Les chaînes d'approvisionnement mondiales sont des structures organisationnelles complexes, diverses, fragmentées, dynamiques et en perpétuelle évolution. Il existe une large palette de noms pour les décrire, comme les réseaux de production mondiaux et les chaînes de valeur mondiales. Ces différentes expressions mettent toutes l’accent sur les mêmes aspects fondamentaux que sont la production et le commerce transfrontaliers, mais avec des perspectives légèrement différentes. Nous les utiliserons comme des synonymes aux fins du présent rapport.

Dans le présent guide, le terme «chaîne d’approvisionnement mondiale» s’entend de l’organisation transfrontalière des activités nécessaires pour produire des biens ou fournir des services, depuis l’utilisation d’intrants jusqu’à la commercialisation en passant par différentes phases de conception, de fabrication et de livraison. Cette définition englobe l’investissement direct étranger (IDE) réalisé par des entreprises multinationales dans les filiales qu’elles détiennent à 100 pour cent ou dans des coentreprises dans lesquelles elles sont directement parties à la relation de travail.

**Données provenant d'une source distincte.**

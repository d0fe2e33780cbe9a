//! Logical-to-physical plan rewriting.

mod caching;
mod pruning;

pub(crate) use caching::{
    plan_with_value_stores, plan_with_value_stores_unpruned, StaleCheckOptions,
};
pub(crate) use pruning::{prune_plan, prune_source_literals};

Elle recouvre également un modèle d’approvisionnement international qui tend à se généraliser aujourd’hui et en vertu duquel la participation des entreprises donneuses d’ordre est définie par des arrangements contractuels, ou parfois des accords tacites, conclus avec leurs fournisseurs et sous-traitants aux fins de la fourniture de biens, d’intrants et de services (44).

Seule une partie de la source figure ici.